Case Study of a Scientific Revolution
Helpful Votes: 3 out of 4 total.
Review Date: 2007-02-16
"The Copernican Revolution" tells the epochal story of how the earth-centered cosmology of Ptolemy was replaced by the sun-centered cosmology of Copernicus and Kepler. The book is a classic. Kuhn understood how ideas influence each other and hang together in a system. He could write with equal erudition about observational astronomy, medieval theology, astrology, and Aristotelian physics.

"The Copernican Revolution" is a trove of historical and intellectual insights. Perhaps the main lesson is that scientific progress is not a simple matter of theory being adapted to observation. Multiple theories can account for the same observations, theories have complex non-observational bases of support, and extra-theoretical assumptions provided by "common sense" (such as the immobility of the earth) can be highly contingent products of a culture. Scientific progress is never guaranteed. Erroneous theories -- such as the theory placing the earth at the center of the universe -- can hold sway for centuries and generate a vast body of supporting evidence, only to fall out of sync with new observations and a new climate of opinion -- at which point they can hang on tenaciously, or collapse "suddenly" over the course of a generation or two. It all comes down to history.

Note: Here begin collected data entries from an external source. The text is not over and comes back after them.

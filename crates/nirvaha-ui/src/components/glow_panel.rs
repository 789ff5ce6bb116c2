//! Glow Panel Component
//!
//! Rounded dark section with two blurred teal orbs behind its content.

use dioxus::prelude::*;

use super::button::class_list;

/// Properties for the GlowPanel component
#[derive(Clone, PartialEq, Props)]
pub struct GlowPanelProps {
    pub children: Element,
    /// Optional additional CSS classes
    #[props(default)]
    pub class: Option<String>,
    /// Opacity of the orbs (default: 0.1)
    #[props(default = 0.1)]
    pub glow: f32,
}

/// Renders content on a panel with an ambient glow
///
/// # Example
///
/// ```rust,ignore
/// rsx! {
///     GlowPanel { class: "mission".to_string(),
///         h2 { "Our Mission" }
///         p { "{MISSION}" }
///     }
/// }
/// ```
#[component]
pub fn GlowPanel(props: GlowPanelProps) -> Element {
    let full_class = class_list("glow-panel", props.class.as_deref());

    rsx! {
        section { class: "{full_class}",
            div {
                class: "glow-orbs",
                style: "opacity: {props.glow};",
                "aria-hidden": "true",
                div { class: "glow-orb glow-orb-top" }
                div { class: "glow-orb glow-orb-bottom" }
            }
            div { class: "glow-panel-content", {props.children} }
        }
    }
}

Kuhn's great contribution to thought was to situate the history of science within the history of ideas -- he treated scientific theories as the products of cultures, institutions, and sheer accidents, not as deliverances of pure logic. "The Copernican Revolution" is fantastic and should be ready by anyone who enjoyed and learned from "The Structure of Scientific Revolutions." It's become fashionable to bash Kuhn lately but his books have a secure place in the canon of history and philosophy of science. Six stars!